1940-1980
Brocéliande dans la peinture surréaliste
Trois peintres surréalistes ont réalisé des œuvres inspirées par la forêt de Paimpont ou les mythes de Brocéliande.
Le mythe arthurien, Brocéliande et le surréalisme
Le mythe arthurien a exercé une influence discrète mais cependant réelle sur le surréalisme. D’importants précurseurs et auteurs proches du mouvement y ont puisé une part de leur inspiration. Guillaume Apollinaire (1880-1918) en 1909 avec L’Enchanteur pourrissant, Alfred Jarry (1873-1907) en 1906 dans La Dragonne, roman posthume localisé en forêt de Brocéliande ou Julien Gracq dans Au château d’Argol, roman publié en 1937.
Primitivement relégué dans les marges du surréalisme, le mythe arthurien prend son essor dans le contexte de bouleversement des valeurs induit par la Seconde Guerre mondiale.

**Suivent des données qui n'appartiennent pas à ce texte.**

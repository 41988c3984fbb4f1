use serde::{Deserialize, Serialize};

use super::{EmotionLabel, LABEL_COUNT};

/// A probability distribution over the full emotion label set.
///
/// Always exactly [`LABEL_COUNT`] entries, positionally aligned to
/// [`EmotionLabel::ALL`]. Entries are non-negative and sum to 1.0,
/// or form a one-hot degenerate vector when no real signal exists.
#[derive(Debug, Clone, PartialEq, Serialize, Deserialize)]
#[serde(transparent)]
pub struct Distribution(Vec<f64>);

impl Distribution {
    /// All mass on a single label.
    pub fn one_hot(label: EmotionLabel) -> Distribution {
        let mut probs = vec![0.0; LABEL_COUNT];
        probs[label.index()] = 1.0;
        Distribution(probs)
    }

    /// The degenerate distribution for empty or signal-free input.
    pub fn neutral() -> Distribution {
        Distribution::one_hot(EmotionLabel::Neutral)
    }

    /// The degenerate distribution for crisis input.
    pub fn crisis() -> Distribution {
        Distribution::one_hot(EmotionLabel::Crisis)
    }

    /// Normalize raw per-label weights into a distribution.
    ///
    /// Returns the degenerate Neutral vector when the weights sum to
    /// zero, so the caller never sees an all-zero distribution.
    pub fn from_weights(weights: &[f64; LABEL_COUNT]) -> Distribution {
        let total: f64 = weights.iter().sum();
        if total > 0.0 {
            Distribution(weights.iter().map(|w| w / total).collect())
        } else {
            Distribution::neutral()
        }
    }

    /// Probability mass assigned to a label.
    pub fn get(&self, label: EmotionLabel) -> f64 {
        self.0[label.index()]
    }

    pub fn as_slice(&self) -> &[f64] {
        &self.0
    }

    /// Labels paired with their probabilities, highest first.
    pub fn ranked(&self) -> Vec<(EmotionLabel, f64)> {
        let mut entries: Vec<(EmotionLabel, f64)> = EmotionLabel::ALL
            .iter()
            .map(|&label| (label, self.get(label)))
            .collect();
        entries.sort_by(|a, b| b.1.partial_cmp(&a.1).unwrap_or(std::cmp::Ordering::Equal));
        entries
    }
}

#[cfg(test)]
mod tests {
    use super::*;

    #[test]
    fn test_one_hot_shape() {
        let dist = Distribution::one_hot(EmotionLabel::Crisis);
        assert_eq!(dist.as_slice().len(), LABEL_COUNT);
        assert_eq!(dist.get(EmotionLabel::Crisis), 1.0);
        assert_eq!(dist.as_slice().iter().sum::<f64>(), 1.0);
    }

    #[test]
    fn test_from_weights_normalizes() {
        let mut weights = [0.0; LABEL_COUNT];
        weights[EmotionLabel::Joy.index()] = 3.0;
        weights[EmotionLabel::Sadness.index()] = 1.0;
        let dist = Distribution::from_weights(&weights);
        assert!((dist.get(EmotionLabel::Joy) - 0.75).abs() < 1e-9);
        assert!((dist.get(EmotionLabel::Sadness) - 0.25).abs() < 1e-9);
        assert!((dist.as_slice().iter().sum::<f64>() - 1.0).abs() < 1e-9);
    }

    #[test]
    fn test_zero_weights_degenerate_to_neutral() {
        let dist = Distribution::from_weights(&[0.0; LABEL_COUNT]);
        assert_eq!(dist, Distribution::neutral());
    }

    #[test]
    fn test_ranked_orders_by_mass() {
        let mut weights = [0.0; LABEL_COUNT];
        weights[EmotionLabel::Anger.index()] = 2.0;
        weights[EmotionLabel::Fear.index()] = 1.0;
        let ranked = Distribution::from_weights(&weights).ranked();
        assert_eq!(ranked[0].0, EmotionLabel::Anger);
        assert_eq!(ranked[1].0, EmotionLabel::Fear);
    }

    #[test]
    fn test_serializes_as_bare_array() {
        let json = serde_json::to_string(&Distribution::neutral()).unwrap();
        assert!(json.starts_with('['));
        let parsed: Vec<f64> = serde_json::from_str(&json).unwrap();
        assert_eq!(parsed.len(), LABEL_COUNT);
    }
}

En octobre 1942, alors en exil à New-York, André Breton (1909-1966), expose quinze poèmes objets 1 - dont un collage intitulé Le Graal
- regroupés sous le titre De la survivance de certains mythes et de quelques autres mythes en croissance ou en formation. — BRETON, André et DUCHAMP, Marcel, « First papers of Surrealism », 1942, Voir en ligne. —
En décembre 1942, Louis Aragon (1897-1982) publie Brocéliande, œuvre composée de sept poèmes, dans lesquels il invoque la forêt merveilleuse et la fontaine de Bellenton en réponse à la barbarie nazie.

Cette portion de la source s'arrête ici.